* _Prompt_:
When you reach the line containing "any transport call.", stop after it; until then, copy each line of the listing exactly, starting with the first.

* _Provided records_:

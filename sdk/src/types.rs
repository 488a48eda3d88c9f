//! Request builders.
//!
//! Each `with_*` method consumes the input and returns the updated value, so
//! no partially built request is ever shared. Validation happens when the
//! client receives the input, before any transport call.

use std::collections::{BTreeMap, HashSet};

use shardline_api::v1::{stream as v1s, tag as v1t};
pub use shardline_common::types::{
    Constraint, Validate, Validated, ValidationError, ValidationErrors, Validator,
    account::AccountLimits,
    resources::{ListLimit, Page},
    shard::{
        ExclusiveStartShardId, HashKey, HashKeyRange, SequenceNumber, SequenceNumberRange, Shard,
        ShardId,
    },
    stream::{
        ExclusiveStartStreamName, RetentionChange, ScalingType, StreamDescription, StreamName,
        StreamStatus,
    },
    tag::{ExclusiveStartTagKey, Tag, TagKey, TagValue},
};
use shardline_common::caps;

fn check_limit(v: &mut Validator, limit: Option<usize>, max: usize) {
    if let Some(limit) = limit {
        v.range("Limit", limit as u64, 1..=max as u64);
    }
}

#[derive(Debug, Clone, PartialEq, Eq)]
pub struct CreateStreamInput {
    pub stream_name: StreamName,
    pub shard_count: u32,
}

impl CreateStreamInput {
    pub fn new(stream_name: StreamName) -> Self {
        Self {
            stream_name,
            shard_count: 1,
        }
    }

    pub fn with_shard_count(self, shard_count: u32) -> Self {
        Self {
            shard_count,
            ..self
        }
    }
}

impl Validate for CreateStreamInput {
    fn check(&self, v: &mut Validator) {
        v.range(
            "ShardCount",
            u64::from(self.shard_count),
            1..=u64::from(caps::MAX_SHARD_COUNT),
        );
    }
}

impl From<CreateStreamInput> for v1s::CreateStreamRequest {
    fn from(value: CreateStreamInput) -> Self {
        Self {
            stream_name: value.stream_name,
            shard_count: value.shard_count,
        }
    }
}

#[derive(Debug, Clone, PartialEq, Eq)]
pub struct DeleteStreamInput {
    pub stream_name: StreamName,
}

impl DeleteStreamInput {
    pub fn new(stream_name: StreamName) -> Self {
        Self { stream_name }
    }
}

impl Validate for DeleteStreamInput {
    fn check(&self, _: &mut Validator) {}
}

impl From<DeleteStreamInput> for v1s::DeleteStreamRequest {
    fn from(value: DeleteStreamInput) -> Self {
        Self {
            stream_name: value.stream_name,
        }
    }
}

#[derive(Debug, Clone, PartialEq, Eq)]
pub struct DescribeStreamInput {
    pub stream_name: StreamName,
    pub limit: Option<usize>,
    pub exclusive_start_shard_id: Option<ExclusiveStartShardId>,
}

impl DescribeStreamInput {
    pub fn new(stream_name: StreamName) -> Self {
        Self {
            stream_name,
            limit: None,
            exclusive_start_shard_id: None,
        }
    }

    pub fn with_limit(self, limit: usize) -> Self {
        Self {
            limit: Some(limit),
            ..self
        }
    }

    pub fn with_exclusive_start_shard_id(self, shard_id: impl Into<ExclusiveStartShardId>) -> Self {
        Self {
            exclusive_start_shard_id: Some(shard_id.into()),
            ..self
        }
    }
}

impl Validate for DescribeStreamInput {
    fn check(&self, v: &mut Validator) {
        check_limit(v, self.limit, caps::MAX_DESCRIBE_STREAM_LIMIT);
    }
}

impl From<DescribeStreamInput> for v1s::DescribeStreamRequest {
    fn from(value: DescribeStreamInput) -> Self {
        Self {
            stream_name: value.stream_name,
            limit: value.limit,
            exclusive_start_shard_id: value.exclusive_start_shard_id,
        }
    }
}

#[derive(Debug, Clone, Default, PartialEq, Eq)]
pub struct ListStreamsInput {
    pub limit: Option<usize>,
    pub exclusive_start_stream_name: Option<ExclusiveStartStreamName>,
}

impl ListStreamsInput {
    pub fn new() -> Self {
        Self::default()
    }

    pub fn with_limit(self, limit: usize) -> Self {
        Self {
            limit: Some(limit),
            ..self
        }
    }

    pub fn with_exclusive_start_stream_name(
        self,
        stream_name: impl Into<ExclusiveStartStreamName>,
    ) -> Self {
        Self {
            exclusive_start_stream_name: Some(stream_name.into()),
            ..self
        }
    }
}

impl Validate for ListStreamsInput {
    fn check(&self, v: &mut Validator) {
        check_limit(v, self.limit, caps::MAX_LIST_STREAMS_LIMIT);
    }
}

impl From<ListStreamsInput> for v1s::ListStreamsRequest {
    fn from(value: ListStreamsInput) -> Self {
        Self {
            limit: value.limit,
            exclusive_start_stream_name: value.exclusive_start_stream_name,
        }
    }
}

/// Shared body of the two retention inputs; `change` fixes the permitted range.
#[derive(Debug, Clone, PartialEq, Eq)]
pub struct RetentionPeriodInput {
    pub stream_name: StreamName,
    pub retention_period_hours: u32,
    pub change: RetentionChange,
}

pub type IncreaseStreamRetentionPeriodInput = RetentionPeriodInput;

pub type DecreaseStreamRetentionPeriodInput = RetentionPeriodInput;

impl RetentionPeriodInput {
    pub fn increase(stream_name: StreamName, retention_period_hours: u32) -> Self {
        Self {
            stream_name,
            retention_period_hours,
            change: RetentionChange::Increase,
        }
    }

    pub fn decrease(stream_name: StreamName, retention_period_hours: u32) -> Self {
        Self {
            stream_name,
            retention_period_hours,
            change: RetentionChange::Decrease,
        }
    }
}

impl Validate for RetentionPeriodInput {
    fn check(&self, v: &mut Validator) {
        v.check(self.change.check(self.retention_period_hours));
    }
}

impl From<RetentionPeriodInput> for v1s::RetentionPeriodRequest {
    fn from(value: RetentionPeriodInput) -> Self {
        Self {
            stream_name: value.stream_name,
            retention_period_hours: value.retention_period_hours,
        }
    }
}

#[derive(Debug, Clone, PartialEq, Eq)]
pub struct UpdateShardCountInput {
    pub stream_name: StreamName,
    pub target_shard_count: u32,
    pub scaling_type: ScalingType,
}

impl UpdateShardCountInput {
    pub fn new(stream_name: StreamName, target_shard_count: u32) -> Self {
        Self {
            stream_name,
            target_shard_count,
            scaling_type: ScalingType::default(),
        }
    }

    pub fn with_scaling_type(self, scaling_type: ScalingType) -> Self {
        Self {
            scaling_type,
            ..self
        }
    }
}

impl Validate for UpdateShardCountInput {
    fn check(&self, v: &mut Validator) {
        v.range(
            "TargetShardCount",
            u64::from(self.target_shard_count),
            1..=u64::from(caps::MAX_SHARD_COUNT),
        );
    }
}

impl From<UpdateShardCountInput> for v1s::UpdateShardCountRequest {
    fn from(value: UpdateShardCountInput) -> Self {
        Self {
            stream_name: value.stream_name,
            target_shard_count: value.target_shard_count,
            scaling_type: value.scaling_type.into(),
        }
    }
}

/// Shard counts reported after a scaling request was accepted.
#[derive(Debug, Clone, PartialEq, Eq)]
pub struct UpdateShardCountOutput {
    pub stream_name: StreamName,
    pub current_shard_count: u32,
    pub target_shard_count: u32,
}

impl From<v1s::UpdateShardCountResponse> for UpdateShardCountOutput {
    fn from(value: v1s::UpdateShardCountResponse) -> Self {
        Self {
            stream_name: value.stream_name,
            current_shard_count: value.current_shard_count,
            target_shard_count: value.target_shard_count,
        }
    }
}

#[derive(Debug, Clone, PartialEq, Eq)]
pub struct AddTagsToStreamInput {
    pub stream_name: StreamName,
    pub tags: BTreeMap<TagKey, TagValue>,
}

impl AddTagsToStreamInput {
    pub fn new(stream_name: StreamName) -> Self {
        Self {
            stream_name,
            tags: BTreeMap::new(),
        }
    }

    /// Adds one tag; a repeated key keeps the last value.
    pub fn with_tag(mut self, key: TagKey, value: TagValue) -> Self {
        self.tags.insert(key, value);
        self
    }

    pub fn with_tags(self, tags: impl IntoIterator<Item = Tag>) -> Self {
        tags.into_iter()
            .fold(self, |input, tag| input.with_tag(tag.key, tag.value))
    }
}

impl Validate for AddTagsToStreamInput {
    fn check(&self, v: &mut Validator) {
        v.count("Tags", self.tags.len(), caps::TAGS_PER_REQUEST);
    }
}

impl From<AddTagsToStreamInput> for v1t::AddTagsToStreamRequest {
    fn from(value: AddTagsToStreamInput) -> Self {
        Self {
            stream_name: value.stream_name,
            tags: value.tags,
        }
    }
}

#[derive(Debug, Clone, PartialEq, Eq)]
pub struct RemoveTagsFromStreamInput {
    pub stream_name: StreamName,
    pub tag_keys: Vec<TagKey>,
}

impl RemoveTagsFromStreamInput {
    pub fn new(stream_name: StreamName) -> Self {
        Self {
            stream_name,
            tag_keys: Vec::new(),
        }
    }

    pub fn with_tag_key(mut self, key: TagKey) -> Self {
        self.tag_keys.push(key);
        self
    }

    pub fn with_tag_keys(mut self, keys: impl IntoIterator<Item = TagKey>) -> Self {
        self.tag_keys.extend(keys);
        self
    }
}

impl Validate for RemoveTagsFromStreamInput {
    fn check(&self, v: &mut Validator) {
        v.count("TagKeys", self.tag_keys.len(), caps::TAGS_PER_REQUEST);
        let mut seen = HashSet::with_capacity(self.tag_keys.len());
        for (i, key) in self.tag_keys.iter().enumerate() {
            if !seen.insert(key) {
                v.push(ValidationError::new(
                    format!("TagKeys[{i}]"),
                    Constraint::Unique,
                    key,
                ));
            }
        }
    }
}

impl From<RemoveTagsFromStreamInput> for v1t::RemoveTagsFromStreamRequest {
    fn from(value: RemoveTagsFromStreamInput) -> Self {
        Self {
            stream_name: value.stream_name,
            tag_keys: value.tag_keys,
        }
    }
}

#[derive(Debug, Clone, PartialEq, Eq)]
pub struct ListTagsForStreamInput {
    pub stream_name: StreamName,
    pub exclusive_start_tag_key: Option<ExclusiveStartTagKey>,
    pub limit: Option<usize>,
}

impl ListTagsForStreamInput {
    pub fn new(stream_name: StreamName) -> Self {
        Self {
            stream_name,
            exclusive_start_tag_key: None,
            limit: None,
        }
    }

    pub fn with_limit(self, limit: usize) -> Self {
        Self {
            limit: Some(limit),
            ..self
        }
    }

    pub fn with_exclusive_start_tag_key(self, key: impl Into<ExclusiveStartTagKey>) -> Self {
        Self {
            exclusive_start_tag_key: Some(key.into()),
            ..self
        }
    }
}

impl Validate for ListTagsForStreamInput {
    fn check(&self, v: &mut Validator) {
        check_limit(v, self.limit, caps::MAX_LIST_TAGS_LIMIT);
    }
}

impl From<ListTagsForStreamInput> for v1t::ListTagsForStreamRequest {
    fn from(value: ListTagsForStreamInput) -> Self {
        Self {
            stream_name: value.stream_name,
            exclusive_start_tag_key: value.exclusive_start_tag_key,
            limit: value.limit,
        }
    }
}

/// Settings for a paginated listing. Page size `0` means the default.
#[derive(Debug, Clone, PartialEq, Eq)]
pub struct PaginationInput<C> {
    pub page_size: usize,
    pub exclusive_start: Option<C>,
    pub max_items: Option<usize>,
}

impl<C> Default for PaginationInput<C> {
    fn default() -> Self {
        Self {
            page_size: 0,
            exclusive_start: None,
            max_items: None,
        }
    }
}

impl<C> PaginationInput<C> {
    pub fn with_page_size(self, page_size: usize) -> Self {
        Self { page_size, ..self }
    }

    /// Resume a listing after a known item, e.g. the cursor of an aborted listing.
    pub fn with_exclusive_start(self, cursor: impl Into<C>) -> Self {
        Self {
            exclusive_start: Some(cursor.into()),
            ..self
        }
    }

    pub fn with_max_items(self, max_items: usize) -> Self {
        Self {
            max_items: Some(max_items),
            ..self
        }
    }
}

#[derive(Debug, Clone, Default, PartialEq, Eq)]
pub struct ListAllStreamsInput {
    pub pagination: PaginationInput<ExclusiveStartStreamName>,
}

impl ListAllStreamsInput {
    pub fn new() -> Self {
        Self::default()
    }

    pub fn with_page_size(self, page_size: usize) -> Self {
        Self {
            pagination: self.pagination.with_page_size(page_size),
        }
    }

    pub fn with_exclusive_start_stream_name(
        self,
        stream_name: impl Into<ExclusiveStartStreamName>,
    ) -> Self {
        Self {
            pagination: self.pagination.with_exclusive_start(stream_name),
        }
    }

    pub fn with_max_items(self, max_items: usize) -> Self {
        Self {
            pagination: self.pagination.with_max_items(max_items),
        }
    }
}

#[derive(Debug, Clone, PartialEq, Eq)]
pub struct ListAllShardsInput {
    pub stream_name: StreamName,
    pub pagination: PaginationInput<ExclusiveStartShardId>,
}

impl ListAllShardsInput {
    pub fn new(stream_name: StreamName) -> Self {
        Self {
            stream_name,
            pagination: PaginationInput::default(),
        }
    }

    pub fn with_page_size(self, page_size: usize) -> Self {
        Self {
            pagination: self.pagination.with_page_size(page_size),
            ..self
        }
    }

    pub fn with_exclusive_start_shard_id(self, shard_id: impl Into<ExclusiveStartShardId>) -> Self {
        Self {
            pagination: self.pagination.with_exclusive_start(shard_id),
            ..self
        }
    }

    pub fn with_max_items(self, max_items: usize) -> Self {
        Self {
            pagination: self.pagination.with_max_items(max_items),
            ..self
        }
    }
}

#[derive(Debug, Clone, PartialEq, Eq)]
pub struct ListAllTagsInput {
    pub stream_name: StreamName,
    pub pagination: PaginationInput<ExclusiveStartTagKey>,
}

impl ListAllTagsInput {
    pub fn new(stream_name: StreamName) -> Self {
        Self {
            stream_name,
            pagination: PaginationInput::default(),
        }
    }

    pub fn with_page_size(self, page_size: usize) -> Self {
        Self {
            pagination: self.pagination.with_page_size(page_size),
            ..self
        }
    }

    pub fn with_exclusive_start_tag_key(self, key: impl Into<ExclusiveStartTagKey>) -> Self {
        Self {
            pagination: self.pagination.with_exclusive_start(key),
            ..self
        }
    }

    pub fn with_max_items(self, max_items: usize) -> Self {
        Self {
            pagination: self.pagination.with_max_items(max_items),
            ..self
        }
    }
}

* _Output of the task_:
filename sdk/src/types.rs
repository 488a48eda3d88c9f
//! Request builders.
//!
//! Each `with_*` method consumes the input and returns the updated value, so
//! no partially built request is ever shared. Validation happens when the
//! client receives the input, before any transport call.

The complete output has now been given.